Modulation of hydrogen bonds and iodine–iodine interactions, both covalent and supramolecular, unlocks novel possibilities for the construction of transition metal-polyiodide hybrid networks.

A New Heterogeneous Catalyst Obtained via Supramolecular Decoration of Graphene with a Pd2+ Azamacrocyclic Complex

A new G-(H2L)-Pd heterogeneous catalyst has been prepared via a self-assembly process consisting in the spontaneous adsorption, in water at room temperature, of a macrocyclic H2L ligand on graphene (G) (G + H2L = G-(H2L)), followed by decoration of the macrocycle with Pd2+ ions (G-(H2L) + Pd2+ = G-(H2L)-Pd) under the same mild conditions.
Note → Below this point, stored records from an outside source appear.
//! In-order five-stage pipeline: latches, hazard interlocks, and stages.

/// RAW hazard detection for Decode and its Fetch-side re-derivation.
pub mod hazards;
/// Inter-stage latch structures.
pub mod latches;
/// Stage implementations.
pub(crate) mod stages;
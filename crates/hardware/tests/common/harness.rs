//! Machine harness for end-to-end tests.
//!
//! Builds a full four-core machine from in-memory programs, captures traces
//! in memory, and exposes the state most assertions need. Cores without a
//! program of their own get a bare HALT so the machine terminates.

use quadsim_core::common::WordAddr;
use quadsim_core::sim::{MemorySink, RunOutcome};
use quadsim_core::stats::CoreStats;
use quadsim_core::{Config, Simulator};

use crate::common::builder::halt;

/// A machine plus the traces it produced.
pub struct TestMachine {
    /// The machine under test.
    pub sim: Simulator,
    /// In-memory trace capture.
    pub sink: MemorySink,
}

impl TestMachine {
    /// Builds a machine running the given four programs.
    pub fn with_programs(programs: [&[u32]; 4]) -> Self {
        let _ = tracing_subscriber::fmt()
            .with_env_filter(tracing_subscriber::EnvFilter::from_default_env())
            .with_test_writer()
            .try_init();

        let imems = programs.map(<[u32]>::to_vec);
        Self {
            sim: Simulator::new(imems, &Config::default()),
            sink: MemorySink::default(),
        }
    }

    /// Builds a machine where only core 0 runs a program; the other cores
    /// halt immediately.
    pub fn single_core(program: &[u32]) -> Self {
        let idle = [halt()];
        Self::with_programs([program, &idle, &idle, &idle])
    }

    /// Preloads main memory words, as a memin image would.
    pub fn with_memory(mut self, words: &[(u32, u32)]) -> Self {
        for (addr, value) in words {
            self.sim.memory.write_word(WordAddr::new(*addr), *value);
        }
        self
    }

    /// Runs to completion and asserts the machine halted on its own.
    pub fn run(&mut self) -> RunOutcome {
        self.sim.run(&mut self.sink).expect("in-memory run cannot fail")
    }

    /// Advances exactly `n` cycles.
    pub fn step(&mut self, n: u32) {
        for _ in 0..n {
            self.sim.tick(&mut self.sink).expect("in-memory tick cannot fail");
        }
    }

    /// Reads a register of a core.
    pub fn reg(&self, core: usize, idx: usize) -> u32 {
        self.sim.cores[core].regs.read(idx)
    }

    /// Reads a main-memory word (the DRAM array, not cached copies).
    pub fn mem(&self, addr: u32) -> u32 {
        self.sim.memory.read_word(WordAddr::new(addr))
    }

    /// Returns a core's statistics.
    pub fn stats(&self, core: usize) -> CoreStats {
        self.sim.cores[core].stats
    }

    /// Returns the bus trace lines whose command field matches `cmd`.
    pub fn bus_lines_with_cmd(&self, cmd: u32) -> Vec<&String> {
        self.sink
            .bus
            .iter()
            .filter(|line| field(line, 2) == format!("{cmd:X}"))
            .collect()
    }

    /// Returns the bus trace lines driven by `origin` with command `cmd`.
    pub fn bus_lines_from(&self, origin: usize, cmd: u32) -> Vec<&String> {
        self.sink
            .bus
            .iter()
            .filter(|line| field(line, 1) == format!("{origin:X}") && field(line, 2) == format!("{cmd:X}"))
            .collect()
    }
}

/// Extracts a whitespace-separated field from a trace line.
pub fn field(line: &str, idx: usize) -> String {
    line.split_whitespace()
        .nth(idx)
        .unwrap_or_default()
        .to_string()
}
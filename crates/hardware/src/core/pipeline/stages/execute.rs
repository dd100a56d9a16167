//! Execute (EX) stage.
//!
//! Pure combinational ALU over the operands Decode latched. LW and SW compute
//! the effective word address (rs + rt); JAL passes PC+1 through for the
//! register write; reserved opcodes and branches produce zero. Shift amounts
//! use the low bits of the right operand.

use crate::core::Core;
use crate::core::pipeline::latches::ExMem;
use crate::isa::Opcode;

/// Executes the ALU stage for one cycle.
pub(crate) fn execute_stage(core: &mut Core) {
    if core.stall {
        return;
    }
    let input = core.id_ex;
    core.ex_mem.valid = false;
    if !input.valid {
        return;
    }

    let alu = match input.op {
        Opcode::Add => input.a.wrapping_add(input.b),
        Opcode::Sub => input.a.wrapping_sub(input.b),
        Opcode::And => input.a & input.b,
        Opcode::Or => input.a | input.b,
        Opcode::Xor => input.a ^ input.b,
        Opcode::Mul => input.a.wrapping_mul(input.b),
        Opcode::Sll => input.a.wrapping_shl(input.b),
        Opcode::Sra => ((input.a as i32).wrapping_shr(input.b)) as u32,
        Opcode::Srl => input.a.wrapping_shr(input.b),
        Opcode::Lw | Opcode::Sw => input.a.wrapping_add(input.b),
        Opcode::Jal => input.pc.wrapping_add(1),
        _ => 0,
    };

    core.ex_mem = ExMem {
        valid: true,
        pc: input.pc,
        op: input.op,
        dest: input.dest,
        alu,
        store_val: input.store_val,
    };
}
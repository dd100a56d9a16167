//! Hex image loader.
//!
//! Reads the line-oriented ASCII images the simulator consumes: one 32-bit
//! hex word per line, in program (or address) order. Inputs are assumed
//! well-formed; lines that fail to parse are silently skipped and every file
//! is capped at its documented word limit. An unopenable file is a
//! configuration error that aborts before any cycle runs.

use std::fs;

use crate::common::constants::{IMEM_WORDS, MEM_WORDS, NUM_CORES};
use crate::common::{SimError, WordAddr};
use crate::sim::files::FileSet;
use crate::soc::MainMemory;

/// Parses one hex word line; accepts an optional `0x` prefix.
fn parse_word(line: &str) -> Option<u32> {
    let t = line.trim();
    let t = t.strip_prefix("0x").or_else(|| t.strip_prefix("0X")).unwrap_or(t);
    u32::from_str_radix(t, 16).ok()
}

/// Loads a hex image, returning at most `max_words` words.
pub fn load_hex_file(path: &str, max_words: usize) -> Result<Vec<u32>, SimError> {
    let contents = fs::read_to_string(path).map_err(|e| SimError::file(path, e))?;
    let mut words = Vec::new();
    for line in contents.lines() {
        if let Some(word) = parse_word(line) {
            words.push(word);
            if words.len() == max_words {
                break;
            }
        }
    }
    Ok(words)
}

/// Loads the four instruction memory images.
pub fn load_imems(files: &FileSet) -> Result<[Vec<u32>; NUM_CORES], SimError> {
    let mut images: [Vec<u32>; NUM_CORES] = Default::default();
    for (image, path) in images.iter_mut().zip(&files.imem) {
        *image = load_hex_file(path, IMEM_WORDS)?;
    }
    Ok(images)
}

/// Initializes main memory from the memin image, word 0 upward.
pub fn load_memin(memory: &mut MainMemory, files: &FileSet) -> Result<(), SimError> {
    let words = load_hex_file(&files.memin, MEM_WORDS)?;
    for (i, word) in words.into_iter().enumerate() {
        memory.write_word(WordAddr::new(i as u32), word);
    }
    Ok(())
}
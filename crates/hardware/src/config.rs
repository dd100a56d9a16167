//! Simulator configuration.
//!
//! This module defines the small set of tunable run parameters. It provides:
//! 1. **Defaults:** Values that reproduce the reference machine byte-for-byte.
//! 2. **Overrides:** JSON deserialization for experiments (longer memory
//!    latency, tighter safety bound).
//!
//! The architectural geometry (core count, cache shape, address split) is
//! fixed in [`crate::common::constants`]; it is baked into address decoding
//! and the dump formats and is deliberately not configurable.

use serde::Deserialize;

use crate::common::constants::{MEM_READ_LATENCY, SAFETY_CYCLE_BOUND};

/// Tunable parameters of a simulation run.
#[derive(Clone, Debug, Deserialize)]
#[serde(default, deny_unknown_fields)]
pub struct Config {
    /// Main-memory timing parameters.
    pub memory: MemoryConfig,
    /// Global run limits.
    pub run: RunConfig,
}

/// Main-memory controller timing.
#[derive(Clone, Debug, Deserialize)]
#[serde(default, deny_unknown_fields)]
pub struct MemoryConfig {
    /// Cycles from a read command to the first word of the response burst.
    pub read_latency: u32,
}

/// Run-length limits.
#[derive(Clone, Debug, Deserialize)]
#[serde(default, deny_unknown_fields)]
pub struct RunConfig {
    /// Cycle bound after which the simulation stops regardless of halts.
    pub max_cycles: u32,
}

impl Default for Config {
    fn default() -> Self {
        Self {
            memory: MemoryConfig::default(),
            run: RunConfig::default(),
        }
    }
}

impl Default for MemoryConfig {
    fn default() -> Self {
        Self {
            read_latency: MEM_READ_LATENCY,
        }
    }
}

impl Default for RunConfig {
    fn default() -> Self {
        Self {
            max_cycles: SAFETY_CYCLE_BOUND,
        }
    }
}

impl Config {
    /// Parses a configuration from a JSON document.
    pub fn from_json(json: &str) -> Result<Self, serde_json::Error> {
        serde_json::from_str(json)
    }
}
//! Two-pass assembler for the quadsim instruction set.
//!
//! Translates symbolic assembly into the simulator's instruction-memory
//! format: one 8-digit uppercase hex word per line, in program order. It
//! performs:
//! 1. **Pass 1:** Symbol collection: every `name:` label is bound to the PC
//!    of the next emitted word.
//! 2. **Pass 2:** Encoding through the simulator's own instruction codec, so
//!    assembled words decode back to identical fields.
//!
//! Syntax, per line: an optional `label:`, then `op rd, rs, rt, imm` with
//! missing operands defaulting to zero (`halt` is legal bare). `#` starts a
//! comment. Registers are `$zero`, `$imm`, or `$rN`/`rN`. Immediates are
//! decimal, `0x` hex, or a label name. `.word <value>` emits the 32-bit
//! value verbatim at the current PC; data memory images are a separate
//! channel and not this tool's concern.

use std::collections::HashMap;

use thiserror::Error;

use quadsim_core::isa::{Opcode, encode};

/// Assembly failures, reported with 1-based source line numbers.
#[derive(Debug, Error)]
pub enum AsmError {
    /// A mnemonic that names no operation.
    #[error("line {line}: unknown mnemonic '{mnemonic}'")]
    UnknownMnemonic {
        /// Source line.
        line: usize,
        /// Offending token.
        mnemonic: String,
    },

    /// An immediate referenced a label that was never defined.
    #[error("line {line}: undefined label '{label}'")]
    UndefinedLabel {
        /// Source line.
        line: usize,
        /// Offending label.
        label: String,
    },

    /// A `.word` directive without a value.
    #[error("line {line}: .word requires a value")]
    MissingWordValue {
        /// Source line.
        line: usize,
    },
}

fn opcode_for(mnemonic: &str) -> Option<Opcode> {
    Some(match mnemonic {
        "add" => Opcode::Add,
        "sub" => Opcode::Sub,
        "and" => Opcode::And,
        "or" => Opcode::Or,
        "xor" => Opcode::Xor,
        "mul" => Opcode::Mul,
        "sll" => Opcode::Sll,
        "sra" => Opcode::Sra,
        "srl" => Opcode::Srl,
        "beq" => Opcode::Beq,
        "bne" => Opcode::Bne,
        "blt" => Opcode::Blt,
        "bgt" => Opcode::Bgt,
        "ble" => Opcode::Ble,
        "bge" => Opcode::Bge,
        "jal" => Opcode::Jal,
        "lw" => Opcode::Lw,
        "sw" => Opcode::Sw,
        "halt" => Opcode::Halt,
        _ => return None,
    })
}

/// Parses a register operand. Unrecognized text defaults to R0, matching the
/// permissive reference assembler.
fn parse_register(token: Option<&str>) -> usize {
    let Some(token) = token else { return 0 };
    let t = token.trim().trim_start_matches('$');
    if t.eq_ignore_ascii_case("zero") {
        return 0;
    }
    if t.eq_ignore_ascii_case("imm") {
        return 1;
    }
    let digits = t.trim_start_matches(['r', 'R']);
    digits.parse().unwrap_or(0) & 0xF
}

/// Parses a numeric literal: decimal or `0x` hex, optionally negative.
fn parse_number(token: &str) -> Option<i64> {
    let (negative, t) = match token.strip_prefix('-') {
        Some(rest) => (true, rest),
        None => (false, token),
    };
    let value = if let Some(hex) = t.strip_prefix("0x").or_else(|| t.strip_prefix("0X")) {
        i64::from_str_radix(hex, 16).ok()?
    } else {
        t.parse().ok()?
    };
    Some(if negative { -value } else { value })
}

/// Splits a line into tokens, dropping the `#` comment tail.
fn tokens(line: &str) -> impl Iterator<Item = &str> {
    let code = line.split('#').next().unwrap_or("");
    code.split([' ', '\t', '\r', ',']).filter(|t| !t.is_empty())
}

/// Assembles a source text into instruction-memory words.
pub fn assemble(source: &str) -> Result<Vec<u32>, AsmError> {
    // Pass 1: bind each label to the PC of the next emitted word.
    let mut symbols: HashMap<String, i64> = HashMap::new();
    let mut pc: i64 = 0;
    for line in source.lines() {
        for token in tokens(line) {
            if let Some(name) = token.strip_suffix(':') {
                symbols.insert(name.to_string(), pc);
            } else {
                pc += 1;
                break;
            }
        }
    }

    // Pass 2: encode.
    let mut words = Vec::new();
    for (idx, line) in source.lines().enumerate() {
        let line_no = idx + 1;
        let mut toks = tokens(line).peekable();

        while toks.peek().is_some_and(|t| t.ends_with(':')) {
            let _ = toks.next();
        }
        let Some(head) = toks.next() else { continue };

        if head == ".word" {
            let value = toks
                .next()
                .and_then(parse_number)
                .ok_or(AsmError::MissingWordValue { line: line_no })?;
            words.push(value as u32);
            continue;
        }

        let opcode = opcode_for(head).ok_or_else(|| AsmError::UnknownMnemonic {
            line: line_no,
            mnemonic: head.to_string(),
        })?;

        let rd = parse_register(toks.next());
        let rs = parse_register(toks.next());
        let rt = parse_register(toks.next());
        let imm = match toks.next() {
            None => 0,
            Some(token) => match parse_number(token) {
                Some(value) => value as i32,
                None => {
                    let value =
                        symbols
                            .get(token)
                            .copied()
                            .ok_or_else(|| AsmError::UndefinedLabel {
                                line: line_no,
                                label: token.to_string(),
                            })?;
                    value as i32
                }
            },
        };

        words.push(encode(opcode, rd, rs, rt, imm));
    }
    Ok(words)
}

/// Renders assembled words in the instruction-memory file format.
pub fn format_image(words: &[u32]) -> String {
    let mut text = String::new();
    for word in words {
        text.push_str(&format!("{word:08X}\n"));
    }
    text
}
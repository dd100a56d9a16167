//! Final state dumps.
//!
//! Writes the end-of-run files in the fixed reference formats, all 8-digit
//! uppercase hex, one word per line:
//! 1. **memout:** Main memory up to the last non-zero word, with every
//!    Modified cache line folded into the image first so the dump reflects
//!    the architecturally-latest value of each block.
//! 2. **regout:** Registers R2..R15 per core.
//! 3. **dsram / tsram:** Cache data words and `(state << 12) | tag` entries.
//! 4. **stats:** The eight performance counters per core.

use std::fs::File;
use std::io::{BufWriter, Write};

use crate::common::constants::CACHE_SETS;
use crate::common::{SimError, WordAddr};
use crate::core::Core;
use crate::core::cache::MesiState;
use crate::sim::files::FileSet;
use crate::sim::simulator::Simulator;

fn create(path: &str) -> Result<BufWriter<File>, SimError> {
    Ok(BufWriter::new(
        File::create(path).map_err(|e| SimError::file(path, e))?,
    ))
}

/// Writes every final dump named in `files`.
pub fn write_outputs(sim: &Simulator, files: &FileSet) -> Result<(), SimError> {
    write_memout(sim, &files.memout)?;
    for core in &sim.cores {
        write_regout(core, &files.regout[core.id])?;
        write_dsram(core, &files.dsram[core.id])?;
        write_tsram(core, &files.tsram[core.id])?;
        write_stats(core, &files.stats[core.id])?;
    }
    Ok(())
}

/// Dumps main memory with Modified lines written back, truncated after the
/// last non-zero word. An all-zero memory produces an empty file.
fn write_memout(sim: &Simulator, path: &str) -> Result<(), SimError> {
    let mut image = sim.memory.words().to_vec();
    for core in &sim.cores {
        for set in 0..CACHE_SETS {
            let entry = core.cache.tag_entry(set);
            if entry.state == MesiState::Modified {
                let base = WordAddr::from_parts(entry.tag, set);
                let words = core.cache.block_words(set);
                for (offset, word) in words.iter().enumerate() {
                    image[base.with_offset(offset).index()] = *word;
                }
            }
        }
    }

    let last = image.iter().rposition(|w| *w != 0);
    let mut out = create(path)?;
    if let Some(last) = last {
        for word in &image[..=last] {
            writeln!(out, "{word:08X}")?;
        }
    }
    out.flush()?;
    Ok(())
}

fn write_regout(core: &Core, path: &str) -> Result<(), SimError> {
    let mut out = create(path)?;
    for reg in 2..16 {
        writeln!(out, "{:08X}", core.regs.read(reg))?;
    }
    out.flush()?;
    Ok(())
}

fn write_dsram(core: &Core, path: &str) -> Result<(), SimError> {
    let mut out = create(path)?;
    for set in 0..CACHE_SETS {
        for word in core.cache.block_words(set) {
            writeln!(out, "{word:08X}")?;
        }
    }
    out.flush()?;
    Ok(())
}

fn write_tsram(core: &Core, path: &str) -> Result<(), SimError> {
    let mut out = create(path)?;
    for set in 0..CACHE_SETS {
        let entry = core.cache.tag_entry(set);
        let encoded = (entry.state.code() << 12) | (entry.tag & 0xFFF);
        writeln!(out, "{encoded:08X}")?;
    }
    out.flush()?;
    Ok(())
}

fn write_stats(core: &Core, path: &str) -> Result<(), SimError> {
    let mut out = create(path)?;
    write!(out, "{}", core.stats)?;
    out.flush()?;
    Ok(())
}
This supramolecular approach is a sustainable (green) procedure that preserves the special characteristics of graphene and furnishes an efficient catalyst for the Cu-free Sonogashira cross coupling reaction between iodobenzene and phenylacetylene. Indeed, G-(H2L)-Pd shows an excellent conversion (90%) of reactants into diphenylacetylene under mild conditions (50 °C, water, aerobic atmosphere, 14 h). The catalyst proved to be reusable for at least four cycles, although decreasing yields down to 50% were observed.